手術記2
手術当夜は抗生物質点滴が深夜2時まで続いた。懐中電灯を持って、そっと点滴針を抜きに来た看護師に最後に「ありがとう」と言おうと思ったが、逆に針で刺されたら怖いので、やめた。
翌朝(7月24日(日))、彼女に言ったら、熟睡しているとばかり思っていたとびっくりされ、やっぱり安堵。熟睡の演技も、捨てたものでないらしい。
部屋からは、天神山が正面に見え、蜩が鳴いていた。ここには戦前、鉱泉があり、その昔は、頼朝の隠し湯と言われたことなどを、彼女に話すと、「社会科の先生ですか?」と聞かれた。一昨日、真鶴の診療所では生物の教師と思われた。僕は、満を持して、マラリアでなくなった同僚の社会科の教師のことに話を向けたが、彼女は4月からの勤務だそうで、感染病棟の在り処を尋ねると、よく分からない雰囲気であった。それなりにこの病院に入るに当たって、相応な皮肉を用意してきた僕ではあったが、それで話は止めることにした。もう、お察しの方もあろうが、彼女がなかなかに美形の方であったことも一因ではある。
打ち込んだボルト部分の痛みが、やや強くなったが、僕は痛みには滅法強い口で、座薬は使わなかった。主治医が来て、初期リハビリを教えてゆく。
確かに、指を握れない。また開けない。勿論、指で何かを突くと、ダイレクトに関節部に痛みが走る。時々、片手万歳をしないと、手術部位が腫れる。
主治医は、「リハビリが半年以上かかる」とだけ言っていたが、カルテの最後に、さりげなく「回復は難渋する」と記載してあった。どうも実感からしても、右手を突いて体重を掛けたり、手の甲を反転させることができなくなる(これは例の幼女連続殺人事件の宮崎被告人のコンプレックスであった先天性の病気と同じ症状だ)のかなとも思うが、こればかりは医師にも分からないのだろう。
ペンも持てないので、本を読むしかない。梅崎春生の「桜島」と「幻化」を、改めて精読した。それぞれ、新たな発見があり、それは後日に書ければと思うが、キーだけは述べておきたい。「幻化」は陶淵明の「田園の居に帰る」の詩の一節であることは周知の事実だが、あの主人公久住五郎と火口を回る自殺志願の丹尾章次の関係性に描かれたもの、さらには、「幻化」全体の主題が、まさに陶淵明の詩「形影神」の中にあるのではないかということだ。山本健吉が既に、五郎-丹尾の、形-影の構造を述べており、彼は、梅崎がかつて丹尾鷹一というペンネームを使っていたことも述べているが、それは、遂に「幻化」全体に敷衍され、そこに淵明詩「形影神」の思想が額縁されているのではないか。

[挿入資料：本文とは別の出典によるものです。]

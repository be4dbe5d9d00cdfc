//! Persistent key-value storage for cinescout
//!
//! Everything the application persists goes through [`KeyValueStore`]:
//!
//! ~/.local/share/cinescout/          # Default data directory
//! ├── favorites.json                 # key "favorites" -> JSON array of Movie
//! └── summary_{movie_id}.json        # key "summary_{id}" -> { text, timestamp }
//!
//! The adapter is deliberately dumb: string in, string out, one file per key.
//! There is no transactionality beyond the atomicity of a single file write,
//! and no coordination between processes (last writer wins).

use anyhow::{Context, Result};
use std::collections::HashMap;
use std::path::{Path, PathBuf};
use std::sync::Mutex;

/// Data directory name under the platform data dir
const APP_DIR: &str = "cinescout";

/// String key-value store backing all persisted state.
///
/// Keys are restricted to `[A-Za-z0-9_-]` by callers (`favorites`,
/// `summary_{id}`), so they can be used verbatim as file names.
pub trait KeyValueStore: Send + Sync {
    /// Read the value for `key`, or `None` if it was never written.
    fn get(&self, key: &str) -> Result<Option<String>>;

    /// Write `value` under `key`, replacing any previous value.
    fn set(&self, key: &str, value: &str) -> Result<()>;
}

/// File-backed store: one JSON document per key under a data directory.
pub struct FileStore {
    root: PathBuf,
}

impl FileStore {
    /// Open a store at the default platform data directory.
    pub fn new() -> Result<Self> {
        let root = if let Some(proj_dirs) = directories::ProjectDirs::from("", "", APP_DIR) {
            proj_dirs.data_dir().to_path_buf()
        } else {
            PathBuf::from(".").join(format!(".{}", APP_DIR))
        };
        Self::at(root)
    }

    /// Open a store rooted at an explicit directory (used by `--data-dir`
    /// and by tests).
    pub fn at(root: impl Into<PathBuf>) -> Result<Self> {
        let root = root.into();
        std::fs::create_dir_all(&root)
            .with_context(|| format!("Failed to create data directory {}", root.display()))?;
        Ok(Self { root })
    }

    /// Root directory this store writes under.
    pub fn root(&self) -> &Path {
        &self.root
    }

    fn path_for(&self, key: &str) -> PathBuf {
        self.root.join(format!("{}.json", key))
    }
}

impl KeyValueStore for FileStore {
    fn get(&self, key: &str) -> Result<Option<String>> {
        let path = self.path_for(key);
        if !path.exists() {
            return Ok(None);
        }
        let content = std::fs::read_to_string(&path)
            .with_context(|| format!("Failed to read {}", path.display()))?;
        Ok(Some(content))
    }

    fn set(&self, key: &str, value: &str) -> Result<()> {
        let path = self.path_for(key);
        std::fs::write(&path, value)
            .with_context(|| format!("Failed to write {}", path.display()))?;
        Ok(())
    }
}

/// In-memory store for tests and ephemeral runs.
#[derive(Default)]
pub struct MemoryStore {
    entries: Mutex<HashMap<String, String>>,
}

impl MemoryStore {
    pub fn new() -> Self {
        Self::default()
    }
}

impl KeyValueStore for MemoryStore {
    fn get(&self, key: &str) -> Result<Option<String>> {
        let entries = self.entries.lock().expect("store lock poisoned");
        Ok(entries.get(key).cloned())
    }

    fn set(&self, key: &str, value: &str) -> Result<()> {
        let mut entries = self.entries.lock().expect("store lock poisoned");
        entries.insert(key.to_string(), value.to_string());
        Ok(())
    }
}
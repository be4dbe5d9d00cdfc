//! Typed errors for LLM operations
//!
//! Structured error types so callers can distinguish common failure modes
//! (auth, rate limiting, timeouts) without string matching.

use thiserror::Error;

/// LLM operation errors with typed variants
#[derive(Debug, Error)]
pub enum LlmError {
    /// Authentication token is expired or invalid (HTTP 401)
    #[error("Unauthorized: {0}")]
    Unauthorized(String),

    /// Rate limit exceeded (HTTP 429)
    #[error("Rate limited: {0}")]
    RateLimited(String),

    /// Malformed request (HTTP 400); caller error, should not retry
    #[error("Bad request: {0}")]
    BadRequest(String),

    /// Server-side error (HTTP 5xx)
    #[error("Service error: {0}")]
    ServiceError(String),

    /// Request exceeded the configured timeout
    #[error("Request timed out: {0}")]
    Timeout(String),

    /// Network connectivity issue (connection refused, reset)
    #[error("Network error: {0}")]
    Network(String),

    /// Response arrived but did not carry the expected message content
    #[error("Malformed response: {0}")]
    MalformedResponse(String),

    /// Other errors not fitting the above categories
    #[error("{0}")]
    Other(#[from] anyhow::Error),
}

impl LlmError {
    /// Convert HTTP status code and error text into typed LlmError
    pub fn from_http_status(status: reqwest::StatusCode, error_text: String) -> Self {
        match status.as_u16() {
            401 => LlmError::Unauthorized(error_text),
            429 => LlmError::RateLimited(error_text),
            400 => LlmError::BadRequest(error_text),
            500..=599 => LlmError::ServiceError(error_text),
            _ => LlmError::Other(anyhow::anyhow!("HTTP {}: {}", status, error_text)),
        }
    }

    /// Convert network/connection errors into typed LlmError
    pub fn from_network_error(e: reqwest::Error) -> Self {
        if e.is_timeout() {
            LlmError::Timeout(e.to_string())
        } else if e.is_connect() {
            LlmError::Network(format!("Connection failed: {}", e))
        } else if let Some(status) = e.status() {
            Self::from_http_status(status, e.to_string())
        } else {
            LlmError::Other(e.into())
        }
    }
}
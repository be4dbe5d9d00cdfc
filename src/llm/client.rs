//! OpenAI-compatible chat-completion client
//!
//! Works against any API that follows the OpenAI chat completions format
//! (OpenRouter is the default endpoint). Credentials are only sent to the
//! configured endpoint.

use async_trait::async_trait;
use serde::{Deserialize, Serialize};
use std::time::Duration;

use super::{ChatCompleter, ChatMessage, LlmError};

/// Client for a `{base}/chat/completions` endpoint with bearer-token auth
pub struct OpenAiCompatClient {
    client: reqwest::Client,
    endpoint: String,
    api_key: String,
    model: String,
    max_tokens: usize,
    custom_headers: Vec<(String, String)>,
}

impl OpenAiCompatClient {
    pub fn new(
        endpoint: impl Into<String>,
        api_key: impl Into<String>,
        model: impl Into<String>,
        timeout: Duration,
    ) -> Self {
        let client = reqwest::Client::builder()
            .timeout(timeout)
            .build()
            .unwrap_or_default();
        Self {
            client,
            endpoint: endpoint.into(),
            api_key: api_key.into(),
            model: model.into(),
            max_tokens: 1024,
            custom_headers: Vec::new(),
        }
    }

    pub fn with_max_tokens(mut self, max_tokens: usize) -> Self {
        self.max_tokens = max_tokens;
        self
    }

    pub fn with_header(mut self, name: impl Into<String>, value: impl Into<String>) -> Self {
        self.custom_headers.push((name.into(), value.into()));
        self
    }

    pub fn model(&self) -> &str {
        &self.model
    }

    fn build_request<'a>(&'a self, messages: &'a [ChatMessage]) -> ChatRequest<'a> {
        ChatRequest {
            model: &self.model,
            messages,
            max_tokens: Some(self.max_tokens),
        }
    }
}

#[async_trait]
impl ChatCompleter for OpenAiCompatClient {
    async fn complete(&self, messages: &[ChatMessage]) -> Result<String, LlmError> {
        tracing::debug!(
            target: "llm",
            model = self.model,
            messages = messages.len(),
            "Sending chat request"
        );

        let body = self.build_request(messages);
        let mut req = self
            .client
            .post(&self.endpoint)
            .header("Content-Type", "application/json")
            .header("Authorization", format!("Bearer {}", self.api_key));
        for (name, value) in &self.custom_headers {
            req = req.header(name, value);
        }

        let response = req
            .json(&body)
            .send()
            .await
            .map_err(LlmError::from_network_error)?;

        if !response.status().is_success() {
            let status = response.status();
            let error_text = response.text().await.unwrap_or_default();
            return Err(LlmError::from_http_status(status, error_text));
        }

        let api_response: ChatResponse = response
            .json()
            .await
            .map_err(|e| LlmError::MalformedResponse(e.to_string()))?;

        extract_content(api_response)
    }
}

/// Pull the assistant text out of a parsed response.
fn extract_content(response: ChatResponse) -> Result<String, LlmError> {
    response
        .choices
        .into_iter()
        .next()
        .and_then(|choice| choice.message.content)
        .ok_or_else(|| LlmError::MalformedResponse("response carried no message content".into()))
}

// ============================================================================
// Wire types (OpenAI format)
// ============================================================================

#[derive(Debug, Serialize)]
struct ChatRequest<'a> {
    model: &'a str,
    messages: &'a [ChatMessage],
    #[serde(skip_serializing_if = "Option::is_none")]
    max_tokens: Option<usize>,
}

#[derive(Debug, Deserialize)]
struct ChatResponse {
    #[serde(default)]
    choices: Vec<ChatChoice>,
}

#[derive(Debug, Deserialize)]
struct ChatChoice {
    message: ChatResponseMessage,
}

#[derive(Debug, Deserialize)]
struct ChatResponseMessage {
    content: Option<String>,
}
/// Position and heading after driving a signed normalized arc `s` of the
/// given segment kind from `(ox, oy, oyaw)`.
fn interpolate(s: f64, kind: RsSegment, max_curvature: f64, ox: f64, oy: f64, oyaw: f64) -> (f64, f64, f64) {
    match kind {
        RsSegment::Straight => (
            ox + s / max_curvature * oyaw.cos(),
            oy + s / max_curvature * oyaw.sin(),
            angle::normalize(oyaw),
        ),
        RsSegment::Left | RsSegment::Right => {
            let ldx = s.sin() / max_curvature;
            let ldy = match kind {
                RsSegment::Left => (1.0 - s.cos()) / max_curvature,
                _ => -(1.0 - s.cos()) / max_curvature,
            };
            let (sin, cos) = oyaw.sin_cos();
            let yaw = match kind {
                RsSegment::Left => oyaw + s,
                _ => oyaw - s,
            };
            (ox + cos * ldx - sin * ldy, oy + sin * ldx + cos * ldy, angle::normalize(yaw))
        }
    }
}

fn polar(x: f64, y: f64) -> (f64, f64) {
    ((x * x + y * y).sqrt(), y.atan2(x))
}

/// Append a candidate word unless it is degenerate or a duplicate of an
/// already collected one.
fn add_path(paths: &mut Vec<RsPath>, lengths: &[f64], kinds: &[RsSegment], max_curvature: f64) {
    let total_norm: f64 = lengths.iter().map(|l| l.abs()).sum();
    if total_norm < 1e-9 {
        return;
    }
    for p in paths.iter() {
        if p.kinds == kinds {
            let diff: f64 = p
                .lengths
                .iter()
                .zip(lengths.iter())
                .map(|(a, b)| (a - b).abs())
                .sum();
            if diff < 1e-6 {
                return;
            }
        }
    }
    paths.push(RsPath {
        kinds: kinds.to_vec(),
        lengths: lengths.to_vec(),
        total: total_norm / max_curvature,
    });
}

// Base solvers. Each returns the segment parameters (t, u, v) in the
// curvature-normalized frame, or None when the family does not reach the
// target configuration.

fn sls(x: f64, y: f64, phi: f64) -> Option<(f64, f64, f64)> {
    let phi = angle::normalize(phi);
    if phi > 0.0 && phi < PI * 0.99 && y != 0.0 {
        let xd = -y / phi.tan() + x;
        let t = xd - (phi / 2.0).tan();
        let u = phi;
        let r = ((x - xd) * (x - xd) + y * y).sqrt();
        let v = if y > 0.0 { r - (phi / 2.0).tan() } else { -r - (phi / 2.0).tan() };
        return Some((t, u, v));
    }
    None
}

fn lsl(x: f64, y: f64, phi: f64) -> Option<(f64, f64, f64)> {
    let (u, t) = polar(x - phi.sin(), y - 1.0 + phi.cos());
    if t >= 0.0 {
        let v = angle::normalize(phi - t);
        if v >= 0.0 {
            return Some((t, u, v));
        }
    }
    None
}

fn lsr(x: f64, y: f64, phi: f64) -> Option<(f64, f64, f64)> {
    let (u1, t1) = polar(x + phi.sin(), y - 1.0 - phi.cos());
    let u1 = u1 * u1;
    if u1 >= 4.0 {
        let u = (u1 - 4.0).sqrt();
        let theta = 2.0_f64.atan2(u);
        let t = angle::normalize(t1 + theta);
        let v = angle::normalize(t - phi);
        if t >= 0.0 && v >= 0.0 {
            return Some((t, u, v));
        }
    }
    None
}
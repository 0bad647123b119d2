//! Spatial index over the caller-supplied obstacle point cloud
//!
//! Static R-tree built once per plan; the planner only ever issues radius
//! queries against it, so nothing here is mutable after construction.

use rstar::{PointDistance, RTree, RTreeObject, AABB};

use crate::error::PlanError;

/// A single obstacle point in the R-tree.
#[derive(Clone, Copy, Debug, PartialEq)]
struct ObstaclePoint {
    coords: [f64; 2],
}

impl RTreeObject for ObstaclePoint {
    type Envelope = AABB<[f64; 2]>;

    fn envelope(&self) -> Self::Envelope {
        AABB::from_point(self.coords)
    }
}

impl PointDistance for ObstaclePoint {
    fn distance_2(&self, point: &[f64; 2]) -> f64 {
        let dx = self.coords[0] - point[0];
        let dy = self.coords[1] - point[1];
        dx * dx + dy * dy
    }

    fn contains_point(&self, point: &[f64; 2]) -> bool {
        self.coords == *point
    }
}

/// Immutable spatial index over obstacle points.
pub struct ObstacleIndex {
    tree: RTree<ObstaclePoint>,
    bounds: Option<(f64, f64, f64, f64)>, // min_x, min_y, max_x, max_y
}

impl ObstacleIndex {
    /// Build the index from parallel coordinate arrays.
    ///
    /// The empty set is legal; mismatched lengths or non-finite
    /// coordinates are not.
    pub fn build(ox: &[f64], oy: &[f64]) -> Result<Self, PlanError> {
        if ox.len() != oy.len() {
            return Err(PlanError::InvalidInput(
                "obstacle coordinate arrays differ in length",
            ));
        }

        let mut points = Vec::with_capacity(ox.len());
        let mut bounds: Option<(f64, f64, f64, f64)> = None;
        for (&x, &y) in ox.iter().zip(oy.iter()) {
            if !x.is_finite() || !y.is_finite() {
                return Err(PlanError::InvalidInput("non-finite obstacle coordinate"));
            }
            points.push(ObstaclePoint { coords: [x, y] });
            bounds = Some(match bounds {
                None => (x, y, x, y),
                Some((min_x, min_y, max_x, max_y)) => {
                    (min_x.min(x), min_y.min(y), max_x.max(x), max_y.max(y))
                }
            });
        }

        Ok(Self {
            tree: RTree::bulk_load(points),
            bounds,
        })
    }

    /// All obstacle points within `radius` of `(cx, cy)`.
    pub fn within_radius(
        &self,
        cx: f64,
        cy: f64,
        radius: f64,
    ) -> impl Iterator<Item = (f64, f64)> + '_ {
        self.tree
            .locate_within_distance([cx, cy], radius * radius)
            .map(|p| (p.coords[0], p.coords[1]))
    }

    /// True if any obstacle lies within `radius` of `(cx, cy)`.
    pub fn any_within_radius(&self, cx: f64, cy: f64, radius: f64) -> bool {
        self.within_radius(cx, cy, radius).next().is_some()
    }

    /// Axis-aligned bounding box of the point cloud, `None` when empty.
    pub fn bounding_box(&self) -> Option<(f64, f64, f64, f64)> {
        self.bounds
    }

    pub fn len(&self) -> usize {
        self.tree.size()
    }

    pub fn is_empty(&self) -> bool {
        self.tree.size() == 0
    }
}
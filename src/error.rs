//! Error types for planning operations
//!
//! Typed errors (`thiserror`) at the library surface; callers that want
//! context chains can wrap these in `anyhow` at the application boundary.

use thiserror::Error;

/// Main error type for plan invocations.
///
/// The first five variants are user-facing outcomes: the request itself was
/// malformed or no trajectory exists under the given budget. The last one
/// signals a broken internal contract and is a bug in the planner, never a
/// property of the input.
#[derive(Debug, Error)]
pub enum PlanError {
    /// Obstacle arrays of different lengths, or a non-finite coordinate
    #[error("invalid input: {0}")]
    InvalidInput(&'static str),

    /// Start pose collides with an obstacle or exceeds the jackknife limit
    #[error("start pose is in collision or jackknifed")]
    InvalidStart,

    /// Goal pose collides with an obstacle or exceeds the jackknife limit
    #[error("goal pose is in collision or jackknifed")]
    InvalidGoal,

    /// Goal cell is occupied, or the start is cut off from the goal in the
    /// holonomic cost-to-go grid
    #[error("goal is unreachable in the holonomic heuristic grid")]
    HeuristicUnreachable,

    /// Open set emptied without reaching the goal
    #[error("search exhausted without finding a path")]
    SearchExhausted,

    /// Node-expansion budget reached before a path was found
    #[error("expansion budget exceeded after {expansions} expansions")]
    BudgetExceeded { expansions: usize },

    /// Detected contract violation; aborts the plan call
    #[error("internal invariant violated: {0}")]
    InternalInvariant(&'static str),
}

ちなみに、『「桜島」から「幻化」へ』で誤記した、すさんだ(というより生理的不快感を与える不良じみた)特攻兵のシーンは「桜島」のものであった。
まあ、入院患者の読む本、ではないな。
夜の病院の音は、精神を病ませる。痰の吸引音やナースコール、歩行器や点滴掛けの軋り、便所の戸の開閉、排水、老婆の絶望的な呻き、鼾、叱責、争い、そして再び、短い陰鬱な静寂。